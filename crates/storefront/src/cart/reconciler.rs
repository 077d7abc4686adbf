//! Cart reconciler.
//!
//! Orchestrates every cart change for one page session:
//!
//! 1. plan the remote call from the last known snapshot and the requested delta
//! 2. acquire the product's lock (a busy product drops the request silently)
//! 3. issue the remote call
//! 4. fetch the authoritative snapshot
//! 5. on failure keep the last known-good snapshot and notify the shopper
//! 6. release the lock
//! 7. publish a [`CartEvent`] for the renderer
//!
//! Local arithmetic is only published as a [`CartEvent::Provisional`] hint.
//! The stored snapshot is always the one the server returned.
//!
//! Per product the reconciler moves `Idle → Locked → (Idle | Failed)`. Calls
//! for a `Locked` product are dropped, never queued.

use std::collections::HashSet;
use std::sync::atomic::{AtomicU64, Ordering};
use std::sync::{Arc, Mutex, MutexGuard, PoisonError, RwLock, RwLockReadGuard};

use cartwright_core::{CartLine, CartSnapshot, ProductId, UserId};
use tokio::sync::broadcast;
use tracing::{debug, info, instrument};
use uuid::Uuid;

use super::client::CartApi;
use super::events::{CartEvent, Notice, ReconcileCause};
use super::lock::{MutationGuard, MutationLock};
use crate::error::{CartError, add_breadcrumb, report_error};

/// Buffered events per subscriber before it starts lagging.
const EVENT_CAPACITY: usize = 64;

/// Change requested for one product.
#[derive(Debug, Clone, Copy, PartialEq, Eq)]
pub enum CartDelta {
    Increase,
    /// Floors at zero; reaching zero removes the line.
    Decrease,
    Remove,
    SetExplicit(u32),
}

impl CartDelta {
    /// Target quantity given the current one (`0` when the line is absent).
    #[must_use]
    pub const fn target(self, current: u32) -> u32 {
        match self {
            Self::Increase => current.saturating_add(1),
            Self::Decrease => current.saturating_sub(1),
            Self::Remove => 0,
            Self::SetExplicit(quantity) => quantity,
        }
    }
}

/// Remote call chosen for a delta.
#[derive(Debug, Clone, Copy, PartialEq, Eq)]
pub enum MutationPlan {
    /// The product has no line yet.
    Add { quantity: u32 },
    SetQuantity { quantity: u32 },
    /// Target reached zero. Never sent as `set_quantity(0)`.
    Remove,
    /// Target equals the current quantity; nothing to send.
    Unchanged,
}

impl MutationPlan {
    const fn describe(self) -> &'static str {
        match self {
            Self::Add { .. } => "Add to cart",
            Self::SetQuantity { .. } => "Update quantity",
            Self::Remove => "Remove from cart",
            Self::Unchanged => "No change",
        }
    }
}

/// Choose the remote call for `delta` applied to the current line.
#[must_use]
pub fn plan(current: Option<&CartLine>, delta: CartDelta) -> MutationPlan {
    let current = current.map_or(0, CartLine::quantity);
    let target = delta.target(current);

    if target == current {
        MutationPlan::Unchanged
    } else if target == 0 {
        MutationPlan::Remove
    } else if current == 0 {
        MutationPlan::Add { quantity: target }
    } else {
        MutationPlan::SetQuantity { quantity: target }
    }
}

/// Per-product reconciliation state.
#[derive(Debug, Clone, Copy, PartialEq, Eq)]
pub enum ProductState {
    Idle,
    Locked,
    /// The last mutation for this product failed.
    Failed,
}

/// Result of a reconciler operation.
///
/// Failures are already reported and published; callers never need to
/// handle them for the page to stay consistent.
#[derive(Debug, Clone)]
pub enum MutationOutcome {
    /// The server confirmed the change and a fresh snapshot was applied.
    Reconciled(Arc<CartSnapshot>),
    /// Nothing to send.
    Unchanged,
    /// The product already had a mutation in flight.
    Dropped,
    /// The operation failed; the last known-good snapshot is kept.
    Failed(CartError),
}

impl MutationOutcome {
    #[must_use]
    pub const fn is_reconciled(&self) -> bool {
        matches!(self, Self::Reconciled(_))
    }
}

/// Owns the cart snapshot and lock set for one page session.
///
/// Cheap to clone; clones share state.
#[derive(Clone)]
pub struct CartReconciler {
    inner: Arc<ReconcilerInner>,
}

struct ReconcilerInner {
    user_id: UserId,
    api: Arc<dyn CartApi>,
    locks: MutationLock,
    slot: RwLock<SnapshotSlot>,
    fetch_seq: AtomicU64,
    failed: Mutex<HashSet<ProductId>>,
    events: broadcast::Sender<CartEvent>,
}

/// The current snapshot and the sequence number of the fetch that produced it.
#[derive(Default)]
struct SnapshotSlot {
    seq: u64,
    snapshot: Option<Arc<CartSnapshot>>,
}

impl CartReconciler {
    /// Create a reconciler for `user_id`. The cart starts out unknown.
    #[must_use]
    pub fn new(user_id: UserId, api: Arc<dyn CartApi>) -> Self {
        let (events, _) = broadcast::channel(EVENT_CAPACITY);
        Self {
            inner: Arc::new(ReconcilerInner {
                user_id,
                api,
                locks: MutationLock::new(),
                slot: RwLock::new(SnapshotSlot::default()),
                fetch_seq: AtomicU64::new(0),
                failed: Mutex::new(HashSet::new()),
                events,
            }),
        }
    }

    #[must_use]
    pub fn user_id(&self) -> UserId {
        self.inner.user_id
    }

    /// Subscribe to reconciler events.
    #[must_use]
    pub fn subscribe(&self) -> broadcast::Receiver<CartEvent> {
        self.inner.events.subscribe()
    }

    /// Last known-good snapshot; `None` until the first successful fetch.
    #[must_use]
    pub fn snapshot(&self) -> Option<Arc<CartSnapshot>> {
        self.slot().snapshot.clone()
    }

    #[must_use]
    pub fn locks(&self) -> &MutationLock {
        &self.inner.locks
    }

    #[must_use]
    pub fn state(&self, product_id: ProductId) -> ProductState {
        if self.inner.locks.is_held(product_id) {
            ProductState::Locked
        } else if self.failed().contains(&product_id) {
            ProductState::Failed
        } else {
            ProductState::Idle
        }
    }

    /// Load the cart from the server.
    #[instrument(skip(self), fields(user_id = %self.inner.user_id))]
    pub async fn refresh(&self) -> MutationOutcome {
        let (event, outcome) = self
            .reconcile(ReconcileCause::Refresh, Uuid::new_v4(), Ok(()), |_| None)
            .await;
        self.emit(event);
        outcome
    }

    /// Apply `delta` to a product's line.
    ///
    /// An unknown cart is loaded first; if that fails nothing is sent.
    #[instrument(skip(self), fields(user_id = %self.inner.user_id, product_id = %product_id))]
    pub async fn mutate(&self, product_id: ProductId, delta: CartDelta) -> MutationOutcome {
        let current = match self.snapshot() {
            Some(snapshot) => snapshot,
            None => match self.refresh().await {
                MutationOutcome::Reconciled(snapshot) => snapshot,
                outcome => return outcome,
            },
        };
        let line = current.line(product_id);
        let plan = plan(line, delta);
        if plan == MutationPlan::Unchanged {
            debug!(?delta, "Quantity unchanged, nothing to send");
            return MutationOutcome::Unchanged;
        }

        let guard = match self.inner.locks.acquire(product_id) {
            Ok(guard) => guard,
            Err(busy) => {
                report_error(&busy.into());
                return MutationOutcome::Dropped;
            }
        };

        let provisional = delta.target(line.map_or(0, CartLine::quantity));
        self.run_locked(
            guard,
            ReconcileCause::Mutation { product_id, delta },
            plan,
            provisional,
            None,
        )
        .await
    }

    /// Catalog "add to cart": add one unit, whether or not a line exists.
    #[instrument(skip(self), fields(user_id = %self.inner.user_id, product_id = %product_id))]
    pub async fn add_new_product(&self, product_id: ProductId) -> MutationOutcome {
        let guard = match self.inner.locks.acquire(product_id) {
            Ok(guard) => guard,
            Err(busy) => {
                report_error(&busy.into());
                return MutationOutcome::Dropped;
            }
        };

        let current = self
            .snapshot()
            .map_or(0, |s| s.quantity_of(product_id));
        self.run_locked(
            guard,
            ReconcileCause::AddProduct(product_id),
            MutationPlan::Add { quantity: 1 },
            current.saturating_add(1),
            Some(Notice::success("Product added to cart")),
        )
        .await
    }

    /// Empty the whole cart.
    ///
    /// Bypasses per-product locks; row mutations issued while a clear is
    /// outstanding may race with it.
    #[instrument(skip(self), fields(user_id = %self.inner.user_id))]
    pub async fn clear_all(&self) -> MutationOutcome {
        add_breadcrumb("cart", "Clear cart", None);
        let sent = self.inner.api.clear(self.inner.user_id).await;
        let (event, outcome) = self
            .reconcile(ReconcileCause::ClearAll, Uuid::new_v4(), sent, |_| {
                Some(Notice::success("Cart emptied"))
            })
            .await;
        self.emit(event);
        outcome
    }

    /// Re-read the cart before handing the shopper to payment.
    #[instrument(skip(self), fields(user_id = %self.inner.user_id))]
    pub async fn checkout(&self) -> MutationOutcome {
        let (event, outcome) = self
            .reconcile(ReconcileCause::Checkout, Uuid::new_v4(), Ok(()), |snapshot| {
                Some(if snapshot.is_empty() {
                    Notice::info("Your cart is empty.")
                } else {
                    Notice::success(format!(
                        "Proceeding to payment with {} products.",
                        snapshot.len()
                    ))
                })
            })
            .await;
        if outcome.is_reconciled() {
            info!("Checkout requested");
        }
        self.emit(event);
        outcome
    }

    async fn run_locked(
        &self,
        guard: MutationGuard,
        cause: ReconcileCause,
        plan: MutationPlan,
        provisional: u32,
        success: Option<Notice>,
    ) -> MutationOutcome {
        let product_id = guard.product_id();
        self.failed().remove(&product_id);

        self.emit(CartEvent::Provisional {
            product_id,
            quantity: provisional,
        });

        let id = product_id.to_string();
        add_breadcrumb("cart", plan.describe(), Some(&[("product_id", id.as_str())]));

        let sent = self.send(product_id, plan).await;
        let (event, outcome) = self
            .reconcile(cause, Uuid::new_v4(), sent, move |_| success)
            .await;

        if matches!(outcome, MutationOutcome::Failed(_)) {
            self.failed().insert(product_id);
        }

        drop(guard);
        self.emit(event);
        outcome
    }

    async fn send(&self, product_id: ProductId, plan: MutationPlan) -> Result<(), CartError> {
        let user_id = self.inner.user_id;
        let api = &self.inner.api;
        match plan {
            MutationPlan::Add { quantity } => api.add(user_id, product_id, quantity).await,
            MutationPlan::SetQuantity { quantity } => {
                api.set_quantity(user_id, product_id, quantity).await
            }
            MutationPlan::Remove => api.remove(user_id, product_id).await,
            MutationPlan::Unchanged => Ok(()),
        }
    }

    /// Fetch the authoritative snapshot after `sent` succeeded and build the
    /// event describing the result.
    async fn reconcile<F>(
        &self,
        cause: ReconcileCause,
        operation_id: Uuid,
        sent: Result<(), CartError>,
        success: F,
    ) -> (CartEvent, MutationOutcome)
    where
        F: FnOnce(&CartSnapshot) -> Option<Notice> + Send,
    {
        let fetched = match sent {
            Ok(()) => {
                let seq = self.inner.fetch_seq.fetch_add(1, Ordering::Relaxed) + 1;
                self.inner
                    .api
                    .fetch(self.inner.user_id)
                    .await
                    .map(|snapshot| (seq, snapshot))
            }
            Err(err) => Err(err),
        };

        match fetched {
            Ok((seq, snapshot)) => {
                let snapshot = self.commit(seq, snapshot);
                let notice = success(&snapshot);
                debug!(
                    lines = snapshot.len(),
                    operation_id = %operation_id,
                    "Cart reconciled"
                );
                (
                    CartEvent::Reconciled {
                        cause,
                        operation_id,
                        snapshot: Arc::clone(&snapshot),
                        notice,
                    },
                    MutationOutcome::Reconciled(snapshot),
                )
            }
            Err(error) => {
                report_error(&error);
                (
                    CartEvent::Failed {
                        cause,
                        operation_id,
                        error: error.clone(),
                        snapshot: self.snapshot(),
                        notice: Notice::action_failed(),
                    },
                    MutationOutcome::Failed(error),
                )
            }
        }
    }

    /// Replace the stored snapshot unless a later fetch already landed.
    ///
    /// Returns the snapshot that is current afterwards.
    fn commit(&self, seq: u64, snapshot: CartSnapshot) -> Arc<CartSnapshot> {
        let fresh = Arc::new(snapshot);
        let mut slot = self.inner.slot.write().unwrap_or_else(PoisonError::into_inner);
        if seq > slot.seq {
            slot.seq = seq;
            slot.snapshot = Some(Arc::clone(&fresh));
            fresh
        } else {
            debug!(seq, current = slot.seq, "Discarding stale cart snapshot");
            slot.snapshot.clone().unwrap_or(fresh)
        }
    }

    fn emit(&self, event: CartEvent) {
        if self.inner.events.send(event).is_err() {
            debug!("No cart event subscribers");
        }
    }

    fn slot(&self) -> RwLockReadGuard<'_, SnapshotSlot> {
        self.inner.slot.read().unwrap_or_else(PoisonError::into_inner)
    }

    fn failed(&self) -> MutexGuard<'_, HashSet<ProductId>> {
        self.inner.failed.lock().unwrap_or_else(PoisonError::into_inner)
    }
}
---+---
- [ASSIGNED TASK] Look for the word "Idle" in the data, then return every line that contains it.

- [ANSWER BELOW]
//! Per product the reconciler moves `Idle → Locked → (Idle | Failed)`. Calls
    Idle,
            ProductState::Idle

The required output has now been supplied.